▶ Instructions to follow: Look through the data below for the string "PartialEq", and copy every line where it turns up.
+-------+
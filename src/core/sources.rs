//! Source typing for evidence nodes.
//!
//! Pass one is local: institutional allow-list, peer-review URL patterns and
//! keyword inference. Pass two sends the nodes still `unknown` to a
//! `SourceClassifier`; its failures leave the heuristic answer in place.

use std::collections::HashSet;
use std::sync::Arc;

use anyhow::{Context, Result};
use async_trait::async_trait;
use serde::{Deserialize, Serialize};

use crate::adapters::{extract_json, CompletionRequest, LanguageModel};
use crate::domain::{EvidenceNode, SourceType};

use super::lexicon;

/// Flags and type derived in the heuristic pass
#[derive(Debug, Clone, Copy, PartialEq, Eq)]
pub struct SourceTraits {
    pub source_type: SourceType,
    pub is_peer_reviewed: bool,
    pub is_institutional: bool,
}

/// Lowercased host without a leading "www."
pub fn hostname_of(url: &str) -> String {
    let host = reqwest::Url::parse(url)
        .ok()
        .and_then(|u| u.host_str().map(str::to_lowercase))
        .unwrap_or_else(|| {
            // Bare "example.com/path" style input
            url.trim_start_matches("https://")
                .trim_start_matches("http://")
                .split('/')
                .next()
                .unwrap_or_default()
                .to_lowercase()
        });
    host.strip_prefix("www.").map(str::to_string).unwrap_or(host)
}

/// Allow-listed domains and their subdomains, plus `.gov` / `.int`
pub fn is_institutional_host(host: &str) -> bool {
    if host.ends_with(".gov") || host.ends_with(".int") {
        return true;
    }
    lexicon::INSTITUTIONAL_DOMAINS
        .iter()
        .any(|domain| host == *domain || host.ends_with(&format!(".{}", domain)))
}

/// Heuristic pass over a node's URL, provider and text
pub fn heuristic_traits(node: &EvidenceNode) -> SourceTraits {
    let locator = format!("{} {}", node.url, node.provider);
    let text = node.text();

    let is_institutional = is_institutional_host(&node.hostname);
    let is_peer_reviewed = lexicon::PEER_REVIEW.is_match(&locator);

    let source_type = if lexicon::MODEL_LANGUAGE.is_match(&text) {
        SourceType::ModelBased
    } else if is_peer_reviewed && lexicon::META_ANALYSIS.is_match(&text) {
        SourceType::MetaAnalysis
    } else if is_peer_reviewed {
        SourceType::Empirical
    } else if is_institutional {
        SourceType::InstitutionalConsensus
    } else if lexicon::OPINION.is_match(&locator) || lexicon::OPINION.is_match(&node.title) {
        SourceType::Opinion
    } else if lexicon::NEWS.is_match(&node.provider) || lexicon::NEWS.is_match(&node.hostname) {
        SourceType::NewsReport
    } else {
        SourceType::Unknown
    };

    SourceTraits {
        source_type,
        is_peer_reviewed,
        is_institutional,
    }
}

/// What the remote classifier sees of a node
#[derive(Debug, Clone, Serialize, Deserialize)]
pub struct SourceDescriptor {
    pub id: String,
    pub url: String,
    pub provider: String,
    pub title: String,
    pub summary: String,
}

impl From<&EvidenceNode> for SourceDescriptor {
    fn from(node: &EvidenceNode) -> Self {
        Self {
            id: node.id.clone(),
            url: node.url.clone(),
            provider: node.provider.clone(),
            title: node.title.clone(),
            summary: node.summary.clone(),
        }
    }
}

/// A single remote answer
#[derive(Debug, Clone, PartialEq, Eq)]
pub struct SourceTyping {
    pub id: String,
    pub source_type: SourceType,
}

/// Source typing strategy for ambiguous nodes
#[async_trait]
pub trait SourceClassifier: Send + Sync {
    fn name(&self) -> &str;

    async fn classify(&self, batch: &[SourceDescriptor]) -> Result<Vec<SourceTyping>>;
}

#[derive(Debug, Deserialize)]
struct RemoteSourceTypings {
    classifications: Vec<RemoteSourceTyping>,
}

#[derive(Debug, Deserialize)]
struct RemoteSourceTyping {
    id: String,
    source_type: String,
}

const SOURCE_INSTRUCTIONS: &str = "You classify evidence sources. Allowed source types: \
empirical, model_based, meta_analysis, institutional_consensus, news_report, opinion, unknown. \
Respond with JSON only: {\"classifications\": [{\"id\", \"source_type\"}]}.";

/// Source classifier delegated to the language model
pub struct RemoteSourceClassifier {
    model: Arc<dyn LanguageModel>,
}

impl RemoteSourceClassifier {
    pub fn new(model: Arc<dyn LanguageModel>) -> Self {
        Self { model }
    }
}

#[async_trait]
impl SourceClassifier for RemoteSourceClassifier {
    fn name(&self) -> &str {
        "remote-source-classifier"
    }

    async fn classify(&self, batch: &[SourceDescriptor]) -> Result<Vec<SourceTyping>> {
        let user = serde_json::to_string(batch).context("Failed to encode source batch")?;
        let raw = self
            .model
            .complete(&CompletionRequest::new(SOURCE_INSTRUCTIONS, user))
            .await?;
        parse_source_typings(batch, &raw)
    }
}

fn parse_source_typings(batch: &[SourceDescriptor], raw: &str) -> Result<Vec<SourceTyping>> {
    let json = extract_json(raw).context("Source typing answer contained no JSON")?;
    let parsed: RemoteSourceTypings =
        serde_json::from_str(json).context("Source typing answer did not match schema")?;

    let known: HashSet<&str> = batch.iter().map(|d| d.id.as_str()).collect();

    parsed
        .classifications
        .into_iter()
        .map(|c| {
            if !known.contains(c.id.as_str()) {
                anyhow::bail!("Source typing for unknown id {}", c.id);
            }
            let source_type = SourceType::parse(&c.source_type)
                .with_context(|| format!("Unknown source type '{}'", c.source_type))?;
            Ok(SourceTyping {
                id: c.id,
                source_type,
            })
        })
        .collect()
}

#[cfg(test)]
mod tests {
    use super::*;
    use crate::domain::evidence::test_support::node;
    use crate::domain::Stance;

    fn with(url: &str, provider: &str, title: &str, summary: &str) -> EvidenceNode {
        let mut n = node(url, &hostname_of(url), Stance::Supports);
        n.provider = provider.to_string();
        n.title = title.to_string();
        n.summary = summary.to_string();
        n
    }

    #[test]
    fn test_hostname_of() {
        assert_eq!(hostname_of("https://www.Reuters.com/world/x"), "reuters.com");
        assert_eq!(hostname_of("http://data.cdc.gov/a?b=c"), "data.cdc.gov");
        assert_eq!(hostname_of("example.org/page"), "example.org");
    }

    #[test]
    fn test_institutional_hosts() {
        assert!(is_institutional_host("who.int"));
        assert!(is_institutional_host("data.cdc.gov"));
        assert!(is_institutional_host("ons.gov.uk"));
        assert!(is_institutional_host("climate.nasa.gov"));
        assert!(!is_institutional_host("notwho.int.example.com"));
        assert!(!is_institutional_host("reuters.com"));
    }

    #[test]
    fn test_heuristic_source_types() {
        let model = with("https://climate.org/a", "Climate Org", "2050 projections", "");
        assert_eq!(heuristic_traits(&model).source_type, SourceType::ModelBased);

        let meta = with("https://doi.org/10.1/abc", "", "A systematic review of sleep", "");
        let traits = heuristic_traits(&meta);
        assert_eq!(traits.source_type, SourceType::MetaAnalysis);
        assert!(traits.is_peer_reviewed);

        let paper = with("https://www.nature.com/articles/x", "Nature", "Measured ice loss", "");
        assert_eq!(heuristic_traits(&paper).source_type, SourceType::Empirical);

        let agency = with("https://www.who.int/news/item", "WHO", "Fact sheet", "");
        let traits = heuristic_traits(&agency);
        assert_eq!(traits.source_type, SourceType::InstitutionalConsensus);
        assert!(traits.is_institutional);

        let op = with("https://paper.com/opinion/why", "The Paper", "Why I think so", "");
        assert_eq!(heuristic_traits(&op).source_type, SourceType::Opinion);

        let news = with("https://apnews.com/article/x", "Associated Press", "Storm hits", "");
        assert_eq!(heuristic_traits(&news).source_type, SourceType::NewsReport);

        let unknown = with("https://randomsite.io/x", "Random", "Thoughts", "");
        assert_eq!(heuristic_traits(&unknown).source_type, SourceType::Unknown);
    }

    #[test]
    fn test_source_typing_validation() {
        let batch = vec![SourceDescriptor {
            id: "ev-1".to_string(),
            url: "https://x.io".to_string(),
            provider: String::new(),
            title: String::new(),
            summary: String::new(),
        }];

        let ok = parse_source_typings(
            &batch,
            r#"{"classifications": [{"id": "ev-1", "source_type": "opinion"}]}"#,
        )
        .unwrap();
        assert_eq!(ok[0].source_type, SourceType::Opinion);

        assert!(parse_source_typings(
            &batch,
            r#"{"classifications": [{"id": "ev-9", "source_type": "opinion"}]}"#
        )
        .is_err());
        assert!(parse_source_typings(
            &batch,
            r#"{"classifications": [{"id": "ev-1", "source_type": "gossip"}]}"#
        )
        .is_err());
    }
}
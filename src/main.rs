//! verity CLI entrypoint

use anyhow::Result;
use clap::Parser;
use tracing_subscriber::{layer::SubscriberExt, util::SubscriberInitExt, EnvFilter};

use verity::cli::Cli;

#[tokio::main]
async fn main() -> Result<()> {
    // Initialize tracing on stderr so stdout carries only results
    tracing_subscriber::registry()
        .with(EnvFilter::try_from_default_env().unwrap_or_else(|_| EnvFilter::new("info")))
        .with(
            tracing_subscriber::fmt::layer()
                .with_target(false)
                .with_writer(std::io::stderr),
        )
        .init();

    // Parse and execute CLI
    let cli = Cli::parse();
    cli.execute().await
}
+-------+
▶ Result of this exercise:
#[derive(Debug, Clone, Copy, PartialEq, Eq)]
#[derive(Debug, Clone, PartialEq, Eq)]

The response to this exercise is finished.